Filed Under News on 2010-01-22, 14:32
You would think that a site as “large” as Mahalo would be respectful of Creative Commons, as well as the quality of the information they are providing. Mahalo bills itself as “a human-powered search engine and a knowledge sharing service…” but it turns out they’re using algorithms to provide some of this knowledge. Algorithms that get it embarrassingly wrong sometimes.
There was a math teacher by the name of Heather Kennedy that was found guilty of sleeping with one of her 16 year old students. Mahalo has a page on her. On that page Mahalo is crawling Flickr and Google for related images. Great, automating information retrieval is useful in some case. However, presenting it on a page where it’s intended to be informational without specifying that this is simply a search for images based on keywords is bad form. Especially when Mahalo bills itself as “human-powered” and hand picked information. Either Heather Kennedy has had facial reconstructive surgery multiple times or Mahalo is automatically searching for images using the keywords “Heather Kennedy” and Creative Commons.

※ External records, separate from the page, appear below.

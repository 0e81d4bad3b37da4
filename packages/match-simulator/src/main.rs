//! Match Simulator CLI - replays or randomly generates badminton matches.
//!
//! Runs matches entirely in memory through the scorekeeper engines and writes
//! per-match metrics for inspection.

mod metrics;
mod output;
mod simulator;
mod types;

use clap::Parser;
use metrics::{build_match_metrics, MatchMetricsInput};
use output::OutputWriter;
use scorekeeper::{MatchSetup, MatchType};
use simulator::{parse_rallies, MatchResult, RallySource, Simulator};
use std::time::Instant;
use tracing::{info, warn};
use types::{MatchKind, OutputFormat};

#[derive(Parser)]
#[command(name = "match-simulator")]
#[command(about = "In-memory badminton match simulator")]
struct Args {
    /// Number of matches to simulate
    #[arg(short, long, default_value = "1")]
    matches: u32,

    /// Singles or doubles
    #[arg(long, default_value = "doubles")]
    match_type: MatchKind,

    /// Comma-separated player names (2 for singles, 4 for doubles)
    #[arg(long, value_delimiter = ',')]
    players: Option<Vec<String>>,

    /// Probability that the serving side wins a rally
    #[arg(long, default_value = "0.5")]
    serve_win_rate: f64,

    /// Match seed (for deterministic matches) - fills the first 8 bytes of the 32-byte seed
    #[arg(long)]
    seed: Option<u64>,

    /// Fixed rally winners, e.g. "0,1,1,0"; replaces random rallies
    #[arg(long, conflicts_with_all = ["seed", "serve_win_rate"])]
    rallies: Option<String>,

    /// Enable verbose logging
    #[arg(short, long)]
    verbose: bool,

    /// Emit logs as JSON (filter from RUST_LOG)
    #[arg(long)]
    json_logs: bool,

    /// Show output summary and file paths
    #[arg(long)]
    show_output: bool,

    /// Output directory for results
    #[arg(long, default_value = "./simulation-results")]
    output_dir: String,

    /// Output format
    #[arg(long, default_value = "jsonl")]
    output_format: OutputFormat,

    /// Compress output files
    #[arg(long)]
    compress: bool,
}

fn main() -> Result<(), Box<dyn std::error::Error>> {
    let args = Args::parse();

    if args.json_logs {
        scorekeeper::telemetry::init_tracing();
    } else {
        // Silent by default, only show warnings/errors
        let filter = if args.verbose {
            "debug"
        } else if args.show_output {
            "info"
        } else {
            "warn"
        };
        tracing_subscriber::fmt().with_env_filter(filter).init();
    }

    let match_type = MatchType::from(args.match_type);
    let players = args
        .players
        .clone()
        .unwrap_or_else(|| default_players(match_type));
    let setup = MatchSetup::new(match_type, &players)?;
    let script = args.rallies.as_deref().map(parse_rallies).transpose()?;

    if args.show_output {
        info!(
            "Configuration: {} {:?} matches, teams {:?} vs {:?}",
            args.matches,
            match_type,
            setup.team_display_name(0)?,
            setup.team_display_name(1)?
        );
    }

    let mut output_writer =
        OutputWriter::new(&args.output_dir, &args.output_format, args.compress)?;

    let start = Instant::now();
    let mut results = Vec::new();
    let mut errors = 0;

    for match_id in 1..=args.matches {
        let match_start = Instant::now();
        let (source, seed) = match &script {
            Some(rallies) => (RallySource::scripted(rallies.clone()), None),
            None => {
                let seed: [u8; 32] = match args.seed {
                    Some(s) => {
                        // Vary per match so repeated runs stay reproducible but distinct
                        let mut seed = [0u8; 32];
                        seed[..8].copy_from_slice(&s.wrapping_add(match_id as u64).to_le_bytes());
                        seed
                    }
                    None => rand::random(),
                };
                (RallySource::random(seed, args.serve_win_rate), Some(seed))
            }
        };

        let outcome = Simulator::new(setup.clone(), source).and_then(Simulator::simulate_match);
        match outcome {
            Ok(result) => {
                let duration_ms = match_start.elapsed().as_secs_f64() * 1000.0;
                let metrics = build_match_metrics(MatchMetricsInput {
                    match_id,
                    seed: seed.as_ref(),
                    setup: &setup,
                    serve_win_rate: script.is_none().then_some(args.serve_win_rate),
                    total_matches: args.matches,
                    result: &result,
                    duration_ms,
                });

                if let Err(e) = output_writer.write_match(&metrics) {
                    warn!("Failed to write metrics for match {}: {}", match_id, e);
                }
                if args.verbose {
                    info!(
                        "Match {} completed: winner={:?} rallies={}",
                        match_id, result.winner, result.rallies
                    );
                }
                results.push(result);
            }
            Err(e) => {
                errors += 1;
                warn!("Match {} failed: {}", match_id, e);
            }
        }
    }

    let elapsed = start.elapsed();
    let (detail_path, csv_path) = output_writer.output_paths();
    let (detail_path, csv_path) = (detail_path.clone(), csv_path.clone());
    output_writer.finish()?;

    if args.show_output {
        info!("Detailed results written to: {}", detail_path.display());
        info!("Summary CSV written to: {}", csv_path.display());
        print_summary(&setup, &results, errors, elapsed, args.matches);
    }

    Ok(())
}

fn default_players(match_type: MatchType) -> Vec<String> {
    (1..=match_type.player_count())
        .map(|i| format!("Player {i}"))
        .collect()
}

fn print_summary(
    setup: &MatchSetup,
    results: &[MatchResult],
    errors: u32,
    elapsed: std::time::Duration,
    total: u32,
) {
    println!("\n=== Simulation Summary ===");
    println!("Matches completed: {}/{}", results.len(), total);
    if errors > 0 {
        println!("Errors: {}", errors);
    }
    println!("Total time: {:?}", elapsed);

    if results.is_empty() {
        return;
    }

    let mut wins = [0u32; 2];
    let mut unfinished = 0u32;
    let mut three_setters = 0u32;
    let mut total_rallies = 0u64;
    for result in results {
        match result.winner {
            Some(team) => wins[team as usize] += 1,
            None => unfinished += 1,
        }
        if result.sets.len() == 3 {
            three_setters += 1;
        }
        total_rallies += result.rallies as u64;
    }

    println!("\n=== Results by Team ===");
    for (team, count) in wins.iter().enumerate() {
        let name = setup
            .team_display_name(team as u8)
            .unwrap_or_else(|_| format!("Team {team}"));
        let win_rate = (*count as f64 / results.len() as f64) * 100.0;
        println!("{name}: wins={count} ({win_rate:.1}%)");
    }
    if unfinished > 0 {
        println!("Unfinished: {unfinished}");
    }
    println!("Three-set matches: {three_setters}");
    println!(
        "Average rallies per match: {:.1}",
        total_rallies as f64 / results.len() as f64
    );
}
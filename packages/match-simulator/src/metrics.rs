//! Metrics collection and output for simulated matches.

use scorekeeper::{MatchSetup, MatchType, SetResult, TeamId};
use serde::Serialize;

use crate::simulator::MatchResult;

/// Complete match metrics for output.
#[derive(Debug, Clone, Serialize)]
pub struct MatchMetrics {
    pub match_id: u32,
    /// Hex-encoded 32-byte seed; absent for scripted matches.
    pub seed: Option<String>,
    pub timestamp: String,
    pub config: MatchConfig,
    pub result: MatchResultMetrics,
    pub sets: Vec<SetMetrics>,
}

#[derive(Debug, Clone, Serialize)]
pub struct MatchConfig {
    pub match_type: MatchType,
    pub teams: [String; 2],
    #[serde(skip_serializing_if = "Option::is_none")]
    pub serve_win_rate: Option<f64>,
    pub total_matches: u32,
}

#[derive(Debug, Clone, Serialize)]
pub struct MatchResultMetrics {
    pub winner: Option<TeamId>,
    #[serde(skip_serializing_if = "Option::is_none")]
    pub announcement: Option<String>,
    pub sets_won: [usize; 2],
    #[serde(skip_serializing_if = "Option::is_none")]
    pub open_set: Option<[u8; 2]>,
    pub rallies: u32,
    pub service_changes: u32,
    pub duration_ms: f64,
}

#[derive(Debug, Clone, Serialize)]
pub struct SetMetrics {
    pub set_no: u8,
    pub points: [u8; 2],
    pub winner: TeamId,
    /// Went past 20-20.
    pub deuce: bool,
    /// Ended on the 30-point cap.
    pub capped: bool,
}

pub struct MatchMetricsInput<'a> {
    pub match_id: u32,
    pub seed: Option<&'a [u8; 32]>,
    pub setup: &'a MatchSetup,
    pub serve_win_rate: Option<f64>,
    pub total_matches: u32,
    pub result: &'a MatchResult,
    pub duration_ms: f64,
}

/// Build metrics from a simulated match.
pub fn build_match_metrics(input: MatchMetricsInput<'_>) -> MatchMetrics {
    let MatchMetricsInput {
        match_id,
        seed,
        setup,
        serve_win_rate,
        total_matches,
        result,
        duration_ms,
    } = input;

    let timestamp = time::OffsetDateTime::now_utc()
        .format(&time::format_description::well_known::Rfc3339)
        .unwrap_or_else(|_| "unknown".to_string());

    let team_name = |team: TeamId| setup.team_display_name(team).unwrap_or_default();
    let sets_won = [0, 1].map(|team: usize| {
        result.set_results[team]
            .iter()
            .filter(|r| **r == SetResult::Won)
            .count()
    });

    MatchMetrics {
        match_id,
        seed: seed.map(hex::encode),
        timestamp,
        config: MatchConfig {
            match_type: setup.match_type(),
            teams: [team_name(0), team_name(1)],
            serve_win_rate,
            total_matches,
        },
        result: MatchResultMetrics {
            winner: result.winner,
            announcement: result.winner_announcement.clone(),
            sets_won,
            open_set: result.open_set,
            rallies: result.rallies,
            service_changes: result.service_changes,
            duration_ms,
        },
        sets: result
            .sets
            .iter()
            .map(|set| SetMetrics {
                set_no: set.set_no,
                points: set.points,
                winner: set.winner,
                deuce: set.points.iter().all(|&p| p >= 20),
                capped: set.points.contains(&30),
            })
            .collect(),
    }
}

/// CSV summary row for quick analysis.
#[derive(Debug, Serialize)]
pub struct CsvSummaryRow {
    pub match_id: u32,
    pub seed: String,
    pub winner: String,
    pub team0: String,
    pub team1: String,
    pub team0_sets: usize,
    pub team1_sets: usize,
    pub set_scores: String,
    pub rallies: u32,
    pub service_changes: u32,
}

impl From<&MatchMetrics> for CsvSummaryRow {
    fn from(metrics: &MatchMetrics) -> Self {
        CsvSummaryRow {
            match_id: metrics.match_id,
            seed: metrics.seed.clone().unwrap_or_default(),
            winner: metrics
                .result
                .winner
                .map(|w| w.to_string())
                .unwrap_or_default(),
            team0: metrics.config.teams[0].clone(),
            team1: metrics.config.teams[1].clone(),
            team0_sets: metrics.result.sets_won[0],
            team1_sets: metrics.result.sets_won[1],
            set_scores: metrics
                .sets
                .iter()
                .map(|s| format!("{}-{}", s.points[0], s.points[1]))
                .collect::<Vec<_>>()
                .join(" "),
            rallies: metrics.result.rallies,
            service_changes: metrics.result.service_changes,
        }
    }
}
#![forbid(unsafe_code)]

//! Trailing-edge debouncing for high-frequency page events.
//!
//! Scroll and resize fire far more often than the page needs to react.
//! [`Debouncer`] keeps only the latest value of a burst and releases it once
//! the burst has been quiet for the configured wait.
//!
//! The debouncer owns no clock. Each [`push`](Debouncer::push) returns a
//! [`DebounceTicket`]; the caller schedules a timer for
//! [`wait`](Debouncer::wait) carrying that ticket and hands it back to
//! [`settle`](Debouncer::settle) when the timer fires. Only the ticket of the
//! most recent push releases the value, so earlier timers fire harmlessly and
//! nothing ever needs cancelling.
//!
//! ```
//! use std::time::Duration;
//! use folio_core::debounce::Debouncer;
//!
//! let mut scroll = Debouncer::new(Duration::from_millis(10));
//! let first = scroll.push(120_u32);
//! let second = scroll.push(480_u32);
//!
//! assert_eq!(scroll.settle(first), None); // superseded
//! assert_eq!(scroll.settle(second), Some(480));
//! assert!(!scroll.has_pending());
//! ```

use std::time::Duration;

/// Proof of a [`Debouncer::push`]; hand it back to [`Debouncer::settle`].
#[derive(Debug, Clone, Copy, PartialEq, Eq, Hash)]
pub struct DebounceTicket(u64);

/// Latest-value-wins trailing-edge debouncer.
///
/// Not thread-safe; drive it from the single event-processing flow.
#[derive(Debug, Clone)]
pub struct Debouncer<T> {
    wait: Duration,
    generation: u64,
    pending: Option<T>,
    superseded: u64,
}

impl<T> Debouncer<T> {
    /// Create a debouncer that releases values after `wait` of quiet.
    #[must_use]
    pub fn new(wait: Duration) -> Self {
        Self {
            wait,
            generation: 0,
            pending: None,
            superseded: 0,
        }
    }

    /// Quiet period the caller should schedule for each ticket.
    #[must_use]
    pub fn wait(&self) -> Duration {
        self.wait
    }

    /// Record a new value, replacing any pending one.
    pub fn push(&mut self, value: T) -> DebounceTicket {
        if self.pending.replace(value).is_some() {
            self.superseded += 1;
        }
        self.generation += 1;
        DebounceTicket(self.generation)
    }

    /// Release the pending value if `ticket` belongs to the latest push.
    pub fn settle(&mut self, ticket: DebounceTicket) -> Option<T> {
        if ticket.0 == self.generation {
            self.pending.take()
        } else {
            None
        }
    }

    /// Whether a value is waiting to be released.
    #[must_use]
    pub fn has_pending(&self) -> bool {
        self.pending.is_some()
    }

    /// Number of values replaced before they were released.
    #[must_use]
    pub fn superseded(&self) -> u64 {
        self.superseded
    }
}

#[cfg(test)]
mod tests {
    use super::*;

    #[test]
    fn new_debouncer_has_no_pending() {
        let d: Debouncer<u32> = Debouncer::new(Duration::from_millis(250));
        assert!(!d.has_pending());
        assert_eq!(d.wait(), Duration::from_millis(250));
        assert_eq!(d.superseded(), 0);
    }

    #[test]
    fn single_push_settles() {
        let mut d = Debouncer::new(Duration::from_millis(10));
        let t = d.push(5);
        assert!(d.has_pending());
        assert_eq!(d.settle(t), Some(5));
        assert!(!d.has_pending());
    }

    #[test]
    fn burst_releases_only_latest() {
        let mut d = Debouncer::new(Duration::from_millis(10));
        let tickets: Vec<_> = (0..5).map(|y| d.push(y * 100)).collect();
        assert_eq!(d.superseded(), 4);
        for t in &tickets[..4] {
            assert_eq!(d.settle(*t), None);
        }
        assert_eq!(d.settle(tickets[4]), Some(400));
    }

    #[test]
    fn ticket_settles_once() {
        let mut d = Debouncer::new(Duration::from_millis(10));
        let t = d.push("resize");
        assert_eq!(d.settle(t), Some("resize"));
        assert_eq!(d.settle(t), None);
    }

    #[test]
    fn push_after_settle_starts_fresh_burst() {
        let mut d = Debouncer::new(Duration::from_millis(10));
        let a = d.push(1);
        assert_eq!(d.settle(a), Some(1));
        let b = d.push(2);
        assert_eq!(d.superseded(), 0);
        assert_eq!(d.settle(b), Some(2));
    }
}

Only Mahalo apparently doesn’t understand Creative Commons, even thought their own content is licensed as Creative Commons Attribution 3.0. Most people classify their images as Creative Commons with Attribution, which requires anyone using the photos to “attribute the work in the manner specified by the author or licensor”. In addition, many people specify that their images can’t be used for commercial purposes. Mahalo links to the image, but doesn’t give proper attribution, and it could very easily argued that Mahalo is for commercial purposes with the half a dozen ads on the page.
But what really gets me personally is the fact that Mahalo was using an image my friend, Rubin Starset, posted on Flickr that contains several friends (one with the last name “Kennedy”) and my fiance, Heather. It was the headline image with no links to the source or attribution. It’s obvious why this would come up in a search for “Heather Kennedy”, but it’s absolutely not related and was not attributed.
After contacting Mahalo, it appears they’ve pulled it as well as all images on the Heather Kennedy page, but if you look at any other pages you’ll see the very same method of retrieving images in use.